From Logos to Wa in Kōrakuen Garde
“Die Sprache ist das Haus des Seins.”Language is the house of Being.
— Martin Heidegger
I once lived in that house: all clarity and order, its ceilings held aloft by clauses, its beams shaped in syntax. In my years of priesthood, I moved comfortably within the architecture of Western language. The Gospels open not with an event, but with grammar: In the beginning was the Word: ho logos. A word, yes, but also reason, order, principle. To speak was to shape.
In Latin and Greek, even though word order is flexible, thought itself is guided by inflection, case, and tense. These languages don’t merely allow for meaning; they impose it. They carry an implicit demand: to name, to define, to declare. English follows suit, insisting on subjects and verbs, on action and direction. Language here is a tool, honed to articulate thought.
But as Heidegger insists, and as I have begun to understand, language is not simply the instrument of thought. It is what allows us to think at all. We do not merely use words to shape the world; the shape of the world comes to us through the grammar we inherit.
And then I came to Japan.
🌾 A Language of Ellipses
In Japanese, language does not raise scaffolds. It drapes. Sentences may trail off. Subjects vanish. Tense softens. Shizuka da ne, “It’s quiet, isn’t it?”, gives you neither agent nor object. Meaning emerges not from structure but from atmosphere.
There is a grammar of suggestion. A poetics of omission. You listen not only to what is said, but to the silence that surrounds it. The unsaid becomes part of the sentence. Language here doesn’t seek to master the world; it invites you to dwell within it.
Where Western logic builds toward clarity, Japanese aesthetics favor nuance. The concept of yohaku, the beauty of empty space, governs not only paintings and poetry but interaction itself.
Where I once loved sentences that marched, I now walk sentences that bow.



🪷 Gardens of Grammar
I felt this most fully in a garden: raked gravel, still water, stones placed as if in dialogue with absence. No symmetry, but no chaos. It was a place not of argument, but of accord.
In Western gardens, nature is shaped to express intention: hedges cut, roses plotted, borders enforced. In Korakuen garden, unique in Japan for its vast lawns, nature is invited into balance. It is not ordered; it is harmonised.
Language, too, is a kind of garden. In English or Greek, we name the trees. In Japanese, we are invited to notice how the breeze moves through the branches.
🧠 The Shape of Thought
The Sapir-Whorf hypothesis holds that language shapes perception. That grammar is not neutral. That thought itself bends along the grooves of language.

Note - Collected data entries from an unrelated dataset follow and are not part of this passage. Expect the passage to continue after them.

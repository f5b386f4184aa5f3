//! Stacked multilevel run queue.
//!
//! The queue stack is an ordered sequence of [`Level`]s. The front level is
//! the highest priority tier and the back level the lowest. Admission
//! depends on the process class:
//!
//! - Foreground processes are appended to the back of the front level, so
//!   they run FIFO within that level.
//! - Background processes are inserted at the front of the back level, so
//!   the most recent background submission runs ahead of older ones there.
//!
//! A level is removed the instant it becomes empty, so the stack never holds
//! an empty level between operations.

use std::collections::VecDeque;

use thiserror::Error;

use super::process::{Process, ProcessClass};

/// Errors that can occur during queue operations.
#[derive(Debug, Error, PartialEq, Eq)]
pub enum QueueError {
    /// Dequeue was attempted on a stack with no runnable process.
    #[error("Queue is empty")]
    EmptyQueue,
}

/// One priority tier of the queue stack.
#[derive(Debug, Clone, Default, PartialEq, Eq)]
pub struct Level {
    processes: VecDeque<Process>,
}

impl Level {
    /// Creates an empty level.
    pub fn new() -> Self {
        Self::default()
    }

    /// Creates a level holding a single process.
    pub fn with_process(process: Process) -> Self {
        let mut level = Self::new();
        level.push_back(process);
        level
    }

    pub fn push_back(&mut self, process: Process) {
        self.processes.push_back(process);
    }

    pub fn push_front(&mut self, process: Process) {
        self.processes.push_front(process);
    }

    pub fn pop_front(&mut self) -> Option<Process> {
        self.processes.pop_front()
    }

    pub fn front(&self) -> Option<&Process> {
        self.processes.front()
    }

    pub fn len(&self) -> usize {
        self.processes.len()
    }

    pub fn is_empty(&self) -> bool {
        self.processes.is_empty()
    }

    /// Iterates front to back.
    pub fn iter(&self) -> impl Iterator<Item = &Process> {
        self.processes.iter()
    }

    /// Splits off everything from `at` onward into a new level.
    ///
    /// The front `at` processes stay in `self`.
    pub fn split_off(&mut self, at: usize) -> Level {
        Level {
            processes: self.processes.split_off(at),
        }
    }
}

impl FromIterator<Process> for Level {
    fn from_iter<I: IntoIterator<Item = Process>>(iter: I) -> Self {
        Level {
            processes: iter.into_iter().collect(),
        }
    }
}

/// Ordered sequence of levels, front = highest priority.
#[derive(Debug, Clone, Default)]
pub struct QueueStack {
    pub(crate) levels: VecDeque<Level>,
}

impl QueueStack {
    /// Creates an empty queue stack.
    pub fn new() -> Self {
        Self::default()
    }

    /// Builds a stack from prepared levels. Empty levels are dropped.
    pub fn from_levels(levels: impl IntoIterator<Item = Level>) -> Self {
        Self {
            levels: levels.into_iter().filter(|l| !l.is_empty()).collect(),
        }
    }

    /// Admits a process according to its class.
    pub fn enqueue(&mut self, process: Process) {
        match process.class {
            ProcessClass::Foreground => {
                self.drop_empty_front();
                match self.levels.front_mut() {
                    Some(front) => front.push_back(process),
                    None => self.levels.push_front(Level::with_process(process)),
                }
            }
            ProcessClass::Background => match self.levels.back_mut() {
                Some(back) => back.push_front(process),
                None => self.levels.push_back(Level::with_process(process)),
            },
        }
    }

    /// Removes and returns the front process of the front level.
    ///
    /// The front level is dropped from the stack if this empties it.
    pub fn dequeue(&mut self) -> Result<Process, QueueError> {
        let front = self.levels.front_mut().ok_or(QueueError::EmptyQueue)?;
        let process = front.pop_front().ok_or(QueueError::EmptyQueue)?;
        if front.is_empty() {
            self.levels.pop_front();
        }
        Ok(process)
    }

    /// Returns the process that the next `dequeue` would yield.
    pub fn peek(&self) -> Option<&Process> {
        self.levels.front().and_then(Level::front)
    }

    /// Total number of processes across all levels.
    pub fn len(&self) -> usize {
        self.levels.iter().map(Level::len).sum()
    }

    pub fn is_empty(&self) -> bool {
        self.levels.iter().all(Level::is_empty)
    }

    pub fn level_count(&self) -> usize {
        self.levels.len()
    }

    /// Sizes of every level, front first.
    pub fn level_sizes(&self) -> Vec<usize> {
        self.levels.iter().map(Level::len).collect()
    }

    pub fn levels(&self) -> impl Iterator<Item = &Level> {
        self.levels.iter()
    }

    /// Iterates every process in dispatch order: level by level, front
    /// level first, front to back within a level.
    pub fn iter(&self) -> impl Iterator<Item = &Process> {
        self.levels.iter().flat_map(Level::iter)
    }

    fn drop_empty_front(&mut self) {
        while self.levels.front().is_some_and(Level::is_empty) {
            self.levels.pop_front();
        }
    }
}

#[cfg(test)]
mod tests {
    use super::*;

    fn ids(stack: &QueueStack) -> Vec<u64> {
        stack.iter().map(|p| p.id.0).collect()
    }

    #[test]
    fn test_dequeue_empty_stack() {
        let mut stack = QueueStack::new();
        assert_eq!(stack.dequeue(), Err(QueueError::EmptyQueue));
        assert!(stack.is_empty());
    }

    #[test]
    fn test_foreground_fifo() {
        let mut stack = QueueStack::new();
        stack.enqueue(Process::foreground(1, "a"));
        stack.enqueue(Process::foreground(2, "b"));

        assert_eq!(stack.level_count(), 1);
        assert_eq!(stack.dequeue().map(|p| p.id.0), Ok(1));
        assert_eq!(stack.dequeue().map(|p| p.id.0), Ok(2));
        assert_eq!(stack.level_count(), 0);
    }

    #[test]
    fn test_background_front_insertion() {
        let mut stack = QueueStack::new();
        stack.enqueue(Process::background(1, "a"));
        stack.enqueue(Process::background(2, "b"));
        stack.enqueue(Process::background(3, "c"));

        assert_eq!(ids(&stack), vec![3, 2, 1]);
        assert_eq!(stack.dequeue().map(|p| p.id.0), Ok(3));
    }

    #[test]
    fn test_background_goes_to_back_level() {
        let mut stack = QueueStack::from_levels(vec![
            Level::from_iter([Process::foreground(1, "a")]),
            Level::from_iter([Process::foreground(2, "b"), Process::foreground(3, "c")]),
        ]);
        stack.enqueue(Process::background(4, "d"));
        stack.enqueue(Process::foreground(5, "e"));

        assert_eq!(stack.level_sizes(), vec![2, 3]);
        assert_eq!(ids(&stack), vec![1, 5, 4, 2, 3]);
    }

    #[test]
    fn test_foreground_and_background_share_single_level() {
        let mut stack = QueueStack::new();
        stack.enqueue(Process::foreground(1, "a"));
        stack.enqueue(Process::background(2, "b"));

        assert_eq!(stack.level_count(), 1);
        assert_eq!(ids(&stack), vec![2, 1]);
    }

    #[test]
    fn test_empty_front_level_removed_on_dequeue() {
        let mut stack = QueueStack::from_levels(vec![
            Level::from_iter([Process::foreground(1, "a")]),
            Level::from_iter([Process::background(2, "b")]),
        ]);

        stack.dequeue().expect("front process");
        assert_eq!(stack.level_count(), 1);
        assert_eq!(stack.peek().map(|p| p.id.0), Some(2));
    }

    #[test]
    fn test_from_levels_drops_empty() {
        let stack = QueueStack::from_levels(vec![
            Level::new(),
            Level::from_iter([Process::foreground(1, "a")]),
        ]);
        assert_eq!(stack.level_count(), 1);
    }

    #[test]
    fn test_count_tracks_enqueues_minus_dequeues() {
        let mut stack = QueueStack::new();
        let mut expected = 0usize;
        for i in 0..20u64 {
            if i % 3 == 0 {
                stack.enqueue(Process::background(i, "x"));
            } else {
                stack.enqueue(Process::foreground(i, "x"));
            }
            expected += 1;
            assert_eq!(stack.len(), expected);
            if i % 4 == 0 {
                stack.dequeue().expect("non-empty");
                expected -= 1;
                assert_eq!(stack.len(), expected);
            }
        }
        while stack.dequeue().is_ok() {
            expected -= 1;
        }
        assert_eq!(expected, 0);
        assert_eq!(stack.level_count(), 0);
    }

    #[test]
    fn test_level_split_off() {
        let mut level: Level = (1..=5).map(|i| Process::foreground(i, "x")).collect();
        let tail = level.split_off(2);

        assert_eq!(level.iter().map(|p| p.id.0).collect::<Vec<_>>(), vec![1, 2]);
        assert_eq!(tail.iter().map(|p| p.id.0).collect::<Vec<_>>(), vec![3, 4, 5]);
    }
}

In English, one might say: “I heard the frog.” In Japanese: kaeru no koe ga kikoeru: “The frog’s voice is audible.” There is no subject performing an action. Only a presence that is received.
Western languages locate the self at the center: I believe. I think. I know.

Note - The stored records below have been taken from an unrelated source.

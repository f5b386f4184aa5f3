//! Read-only views of scheduler state for monitoring.
//!
//! [`render`] produces the monitor text directly from the live structures
//! and is meant to be called while the scheduler lock is held, so a render
//! always reflects one consistent instant:
//!
//! ```text
//! Running: [1B]
//! ---------------------------
//! DQ: 1F 4B* 2F
//! ---------------------------
//! WQ: 3F:2 5B:1
//! ---------------------------
//! ```
//!
//! `DQ` lists the queue stack in dispatch order with `*` marking promoted
//! processes. `WQ` lists the wait queue with remaining sleep ticks.
//! [`StateSnapshot`] is the structured equivalent for JSON output.

use std::fmt::Write;

use chrono::{DateTime, Utc};
use serde::Serialize;

use super::process::{ProcessClass, ProcessId};
use super::queue::QueueStack;
use super::wait_queue::WaitQueue;

const RULE: &str = "---------------------------";
const RUNNING_HEADER: &str = "Running: [1B]";

/// Renders the monitor text for the given queue stack and wait queue.
pub fn render(stack: &QueueStack, wait: &WaitQueue) -> String {
    write_monitor_text(
        stack.iter().map(|p| (p.label(), p.promoted)),
        wait.iter().map(|p| (p.label(), p.sleep_ticks)),
    )
}

fn write_monitor_text(
    queued: impl Iterator<Item = (String, bool)>,
    waiting: impl Iterator<Item = (String, u32)>,
) -> String {
    let dq: Vec<String> = queued
        .map(|(label, promoted)| if promoted { label + "*" } else { label })
        .collect();
    let wq: Vec<String> = waiting
        .map(|(label, ticks)| format!("{}:{}", label, ticks))
        .collect();

    let mut out = String::new();
    // writing to a String cannot fail
    let _ = writeln!(out, "{}", RUNNING_HEADER);
    let _ = writeln!(out, "{}", RULE);
    let _ = writeln!(out, "DQ: {}", dq.join(" "));
    let _ = writeln!(out, "{}", RULE);
    let _ = writeln!(out, "WQ: {}", wq.join(" "));
    let _ = writeln!(out, "{}", RULE);
    out
}

/// A queued process as seen by the monitor.
#[derive(Debug, Clone, PartialEq, Eq, Serialize)]
pub struct QueuedEntry {
    pub id: ProcessId,
    pub class: ProcessClass,
    pub level: usize,
    pub promoted: bool,
}

/// A sleeping process as seen by the monitor.
#[derive(Debug, Clone, PartialEq, Eq, Serialize)]
pub struct WaitingEntry {
    pub id: ProcessId,
    pub class: ProcessClass,
    pub sleep_ticks: u32,
}

/// Structured point-in-time view of the scheduler.
#[derive(Debug, Clone, Serialize)]
pub struct StateSnapshot {
    /// When the snapshot was taken.
    pub captured_at: DateTime<Utc>,
    /// Process currently held by the dispatcher, if any.
    pub executing: Option<ProcessId>,
    /// Size of each level, front first.
    pub level_sizes: Vec<usize>,
    /// Queue stack contents in dispatch order.
    pub queued: Vec<QueuedEntry>,
    /// Wait queue contents in parking order.
    pub waiting: Vec<WaitingEntry>,
}

impl StateSnapshot {
    /// Captures the given structures. Call with the scheduler lock held.
    pub fn capture(stack: &QueueStack, wait: &WaitQueue, executing: Option<ProcessId>) -> Self {
        let queued = stack
            .levels()
            .enumerate()
            .flat_map(|(level, l)| {
                l.iter().map(move |p| QueuedEntry {
                    id: p.id,
                    class: p.class,
                    level,
                    promoted: p.promoted,
                })
            })
            .collect();

        let waiting = wait
            .iter()
            .map(|p| WaitingEntry {
                id: p.id,
                class: p.class,
                sleep_ticks: p.sleep_ticks,
            })
            .collect();

        Self {
            captured_at: Utc::now(),
            executing,
            level_sizes: stack.level_sizes(),
            queued,
            waiting,
        }
    }

    /// Renders the same text as [`render`] for this snapshot.
    pub fn render(&self) -> String {
        write_monitor_text(
            self.queued
                .iter()
                .map(|e| (format!("{}{}", e.id, e.class.tag()), e.promoted)),
            self.waiting
                .iter()
                .map(|e| (format!("{}{}", e.id, e.class.tag()), e.sleep_ticks)),
        )
    }

    /// Number of live processes visible in this snapshot.
    pub fn live_count(&self) -> usize {
        self.queued.len() + self.waiting.len() + usize::from(self.executing.is_some())
    }
}
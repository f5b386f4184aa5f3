//! mlfq-sched CLI entry point.
//!
//! Initializes logging and delegates to the CLI module for command handling.

use tracing_subscriber::{fmt, prelude::*, EnvFilter};

#[tokio::main]
async fn main() -> anyhow::Result<()> {
    // Parse CLI arguments first to get log_level
    let cli = mlfq_sched::cli::parse_cli();

    // Priority: RUST_LOG env var > --log-level CLI arg > default "info"
    let log_filter = std::env::var("RUST_LOG").unwrap_or_else(|_| cli.log_level.clone());

    // stdout carries command output and monitor reports
    tracing_subscriber::registry()
        .with(fmt::layer().with_writer(std::io::stderr))
        .with(EnvFilter::try_from_default_env().unwrap_or_else(|_| EnvFilter::new(&log_filter)))
        .init();

    mlfq_sched::cli::run_with_cli(cli).await
}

Japanese often disperses the self into relation. You don’t act upon the world: you witness it.
Logos builds a world through assertion. Wa, the Japanese principle of harmony, allows the world to reveal itself on its own terms.

🧘 Dwelling, Not Declaring
I once believed belonging meant fluency: to master a language, to use it well, to say what you mean and mean what you say. But Japan has taught me a different kind of fluency one based not on articulation, but on attunement.
To stand in a garden and not name the trees.
To speak, but not insist.
To write, but not resolve.
Christian theology begins not in silence but in proclamation: the kerygma. In the beginning was the Word. It is a worldview built on the conviction that truth must be spoken, preached, shared.
But standing now in a Japanese garden, I sense another truth. Not contradictory but quieter. One that does not announce itself, but emerges in stillness. In resonance.
Heidegger reminds us: language is not the tool of thought. It is the house in which thought lives. Logos gives us structure. Wa reminds us to listen.
I do not abandon logos: it built the rooms I first learned to think in.
But here, among gravel paths and fading moss, I am learning the wisdom of wa.
To proclaim gently.
To dwell more slowly.
And to remember that sometimes, the truest thoughts are not built.
They are received like shade in a garden.